--- Try it ---
Your task is to gather the lines below that hold the string "Option".

--- Material shown ---
//! WordPress target: the published catalog is read from the public REST
//! API, pages are written through the site's tool endpoint, and images go
//! through the custom upload route.

use std::collections::BTreeMap;
use std::time::Duration;

use async_trait::async_trait;
use chrono::Utc;
use roster_core::{
    same_identity, ArtistCandidate, BilingualContent, Locale, MediaId, PageRef, PublishedArtist,
    SocialLinks, SocialPlatform,
};
use roster_storage::{Pacer, RateLimitPolicy, RateLimiter, UpstreamError};
use serde::Deserialize;
use serde_json::{json, Value as JsonValue};
use tracing::{debug, info, warn};

use crate::http::{decode_html_entities, send_json, send_text};
use crate::{
    AdapterError, ImageProvider, PublishedCatalogProvider, Publisher, ToolReply,
};

const PROVIDER: &str = "wordpress";

#[derive(Debug, Clone)]
pub struct WordPressConfig {
    pub base_url: String,
    pub api_key: Option<String>,
    /// Defaults to `{base_url}/wp-json/mcp/v1`.
    pub tool_endpoint: Option<String>,
    pub post_type: String,
    pub page_size: usize,
    /// Polylang language term ids.
    pub language_terms: BTreeMap<Locale, u64>,
    /// Pause between consecutive write calls for one artist.
    pub step_delay: Duration,
    pub read_policy: RateLimitPolicy,
}

impl WordPressConfig {
    pub fn new(base_url: impl Into<String>, api_key: Option<String>) -> Self {
        let base_url: String = base_url.into();
        Self {
            base_url: base_url.trim_end_matches('/').to_string(),
            api_key: api_key.filter(|k| !k.trim().is_empty()),
            tool_endpoint: None,
            post_type: "artist".into(),
            page_size: 100,
            language_terms: BTreeMap::from([(Locale::En, 4), (Locale::Fr, 7)]),
            step_delay: Duration::from_secs(1),
            read_policy: RateLimitPolicy {
                inter_call_delay: Duration::from_millis(500),
                ..RateLimitPolicy::default()
            },
        }
    }

    fn tool_url(&self) -> String {
        let endpoint = self
            .tool_endpoint
            .clone()
            .unwrap_or_else(|| format!("{}/wp-json/mcp/v1", self.base_url));
        format!("{}/execute", endpoint.trim_end_matches('/'))
    }

    pub fn page_url(&self, locale: Locale, slug: &str) -> String {
        match locale {
            Locale::En => format!("{}/artists/{slug}/", self.base_url),
            Locale::Fr => format!("{}/fr/artistes/{slug}/", self.base_url),
        }
    }
}

#[derive(Debug, Deserialize)]
struct RestPost {
    id: u64,
    #[serde(default)]
    title: Rendered,
    #[serde(default)]
    slug: Option<String>,
    #[serde(default)]
    lang: Option<String>,
}

#[derive(Debug, Default, Deserialize)]
struct Rendered {
    #[serde(default)]
    rendered: String,
}

#[derive(Debug, Deserialize)]
struct RestMedia {
    id: u64,
    #[serde(default)]
    title: Rendered,
}

impl RestPost {
    fn into_published(self) -> PublishedArtist {
        let locale = self
            .lang
            .as_deref()
            .and_then(|l| l.parse().ok())
            .unwrap_or(Locale::En);
        PublishedArtist {
            id: Some(self.id),
            name: decode_html_entities(&self.title.rendered),
            slug: self.slug.filter(|s| !s.is_empty()),
            locale,
            canonical_identity: None,
        }
    }
}

pub struct WordPressClient {
    client: reqwest::Client,
    config: WordPressConfig,
    reads: RateLimiter<()>,
    steps: Pacer,
}

impl WordPressClient {
    pub fn new(client: reqwest::Client, config: WordPressConfig) -> Self {
        let reads = RateLimiter::new(PROVIDER, config.read_policy, vec![()]);
        let steps = Pacer::new(config.step_delay);
        Self {
            client,
            config,
            reads,
            steps,
        }
    }

    pub fn config(&self) -> &WordPressConfig {
        &self.config
    }

    fn api_key(&self) -> Result<&str, AdapterError> {
        self.config
            .api_key
            .as_deref()
            .ok_or_else(|| AdapterError::NotConfigured {
                provider: PROVIDER,
                detail: "WORDPRESS_API_KEY is not set".into(),
            })
    }

    async fn fetch_page(&self, page: usize) -> Result<Option<Vec<RestPost>>, UpstreamError> {
        let url = format!(
            "{}/wp-json/wp/v2/{}?per_page={}&page={page}&status=publish",
            self.config.base_url, self.config.post_type, self.config.page_size
        );
        let result = self
            .reads
            .call(|_| send_json::<Vec<RestPost>>(self.client.get(&url)))
            .await;
        match result {
            Ok(posts) => Ok(Some(posts)),
            // Asking past the last page is a 400 rather than an empty list.
            Err(UpstreamError::Status { status: 400, .. }) if page > 1 => Ok(None),
            Err(err) => Err(err),
        }
    }

    /// Runs one action on the tool endpoint and parses the reply.
    pub async fn tool(&self, action: &str, params: JsonValue) -> Result<ToolReply, AdapterError> {
        let key = self.api_key()?;
        self.steps.wait().await;
        let body = send_text(
            self.client
                .post(self.config.tool_url())
                .bearer_auth(key)
                .header("X-API-Key", key)
                .json(&json!({ "action": action, "params": params })),
        )
        .await?;
        let reply = ToolReply::parse(&body);
        debug!(action, ?reply, "tool call finished");
        Ok(reply)
    }

    async fn create_page(
        &self,
        locale: Locale,
        candidate: &ArtistCandidate,
        content: &BilingualContent,
        social_links: &SocialLinks,
    ) -> Result<PageRef, AdapterError> {
        let slug = &candidate.canonical_identity;
        let localized = content.for_locale(locale);
        let tag = |i: usize| candidate.genres.get(i).cloned().unwrap_or_default();
        let params = json!({
            "post_title": candidate.display_name,
            "post_name": slug,
            "post_type": self.config.post_type,
            "post_status": "publish",
            "meta_input": {
                "title": candidate.display_name,
                "role": localized.role,
                "description": localized.description,
                "spotify_link": candidate.external_url.clone().unwrap_or_default(),
                "soundcloud_link": social_links.get(SocialPlatform::Soundcloud),
                "instagram_link": social_links.get(SocialPlatform::Instagram),
                "tag1": tag(0),
                "tag2": tag(1),
                "tag3": tag(2),
                "_yoast_wpseo_title": "%%title%%",
                "_yoast_wpseo_focuskw": candidate.display_name,
                "_yoast_wpseo_metadesc": localized.meta_description,
            }
        });
        let id = self.tool("create_post", params).await?.into_id(PROVIDER)?;

        // post_name is sometimes ignored on create.
        if let Err(err) = self
            .tool("update_post", json!({ "post_id": id, "post_name": slug }))
            .await
        {
            warn!(post_id = id, error = %err, "could not force page slug");
        }
        info!(post_id = id, %locale, "page created");
        Ok(PageRef {
            id,
            url: self.config.page_url(locale, slug),
        })
    }

    async fn link_translations(&self, pages: &BTreeMap<Locale, PageRef>) -> Result<(), AdapterError> {
        for (locale, page) in pages {
            if let Some(term) = self.config.language_terms.get(locale) {
                self.tool(
                    "set_post_terms",
                    json!({ "post_id": page.id, "taxonomy": "language", "terms": [term], "append": false }),
                )
                .await?;
            }
        }
        let (Some(en), Some(fr)) = (pages.get(&Locale::En), pages.get(&Locale::Fr)) else {
            return Ok(());
        };
        let term_name = format!("pll_{:x}{}", Utc::now().timestamp_millis(), en.id);
        let term_id = self
            .tool(
                "create_term",
                json!({ "taxonomy": "post_translations", "term_name": term_name }),
            )
            .await?
            .into_id(PROVIDER)?;
        for page in [en, fr] {
            self.tool(
                "set_post_terms",
                json!({ "post_id": page.id, "taxonomy": "post_translations", "terms": [term_id], "append": false }),
            )
            .await?;
        }
        let description = format!(
            "a:2:{{s:2:\"en\";i:{};s:2:\"fr\";i:{};}}",
            en.id, fr.id
        );
        if let ToolReply::Error(message) = self
            .tool(
                "update_term",
                json!({ "term_id": term_id, "taxonomy": "post_translations", "description": description }),
            )
            .await?
        {
            return Err(AdapterError::Rejected {
                provider: PROVIDER,
                detail: message,
            });
        }
        Ok(())
    }
}

#[async_trait]
impl PublishedCatalogProvider for WordPressClient {
    async fn fetch_published(&self) -> Result<Vec<PublishedArtist>, AdapterError> {
        let mut published = Vec::new();
        let mut page = 1usize;
        while let Some(posts) = self.fetch_page(page).await? {
            let count = posts.len();
            published.extend(posts.into_iter().map(RestPost::into_published));
            if count < self.config.page_size {
                break;
            }
            page += 1;
        }
        info!(count = published.len(), pages = page, "fetched published catalog");
        Ok(published)
    }
}

#[async_trait]
impl ImageProvider for WordPressClient {
    async fn transfer(
        &self,
        image_ref: &str,
        artist_name: &str,
    ) -> Result<Option<MediaId>, AdapterError> {
        let key = self.api_key()?;
        let url = format!("{}/wp-json/dd-api/v1/upload-image", self.config.base_url);
        let reply: JsonValue = send_json(
            self.client
                .post(url)
                .header("X-API-Key", key)
                .json(&json!({ "url": image_ref, "title": artist_name, "alt_text": artist_name })),
        )
        .await?;
        match ToolReply::from_json(&reply) {
            ToolReply::Id(id) => Ok(Some(id)),
            ToolReply::Error(message) => Err(AdapterError::Rejected {
                provider: PROVIDER,
                detail: message,
            }),
            ToolReply::Text(_) => Ok(None),
        }
    }

    async fn find_existing(&self, artist_name: &str) -> Result<Option<MediaId>, AdapterError> {
        let url = format!("{}/wp-json/wp/v2/media", self.config.base_url);
        let media: Vec<RestMedia> = self
            .reads
            .call(|_| {
                send_json(
                    self.client
                        .get(&url)
                        .query(&[("search", artist_name), ("per_page", "10")]),
                )
            })
            .await?;
        Ok(media
            .into_iter()
            .find(|m| same_identity(&decode_html_entities(&m.title.rendered), artist_name))
            .map(|m| m.id))
    }
}

#[async_trait]
impl Publisher for WordPressClient {
    async fn publish(
        &self,
        candidate: &ArtistCandidate,
        content: &BilingualContent,
        media_id: Option<MediaId>,
        social_links: &SocialLinks,
    ) -> Result<BTreeMap<Locale, PageRef>, AdapterError> {
        let mut pages = BTreeMap::new();
        for locale in Locale::ALL {
            match self.create_page(locale, candidate, content, social_links).await {
                Ok(page) => {
                    pages.insert(locale, page);
                }
                Err(err) if pages.is_empty() => return Err(err),
                Err(err) => {
                    return Err(AdapterError::PartialPublish {
                        published: pages,
                        missing: locale,
                        detail: err.to_string(),
                    })
                }
            }
        }

        if let Err(err) = self.link_translations(&pages).await {
            warn!(artist = %candidate.display_name, error = %err, "translation linking failed; pages left unlinked");
        }
        if let Some(media_id) = media_id {
            for page in pages.values() {
                if let Err(err) = self
                    .tool(
                        "set_post_thumbnail",
                        json!({ "post_id": page.id, "thumbnail_id": media_id }),
                    )
                    .await
                {
                    warn!(post_id = page.id, media_id, error = %err, "could not set featured image");
                }
            }
        }
        Ok(pages)
    }
}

--- Response below ---
    pub api_key: Option<String>,
    pub tool_endpoint: Option<String>,
    pub fn new(base_url: impl Into<String>, api_key: Option<String>) -> Self {
    slug: Option<String>,
    lang: Option<String>,
    async fn fetch_page(&self, page: usize) -> Result<Option<Vec<RestPost>>, UpstreamError> {
    ) -> Result<Option<MediaId>, AdapterError> {
    async fn find_existing(&self, artist_name: &str) -> Result<Option<MediaId>, AdapterError> {
        media_id: Option<MediaId>,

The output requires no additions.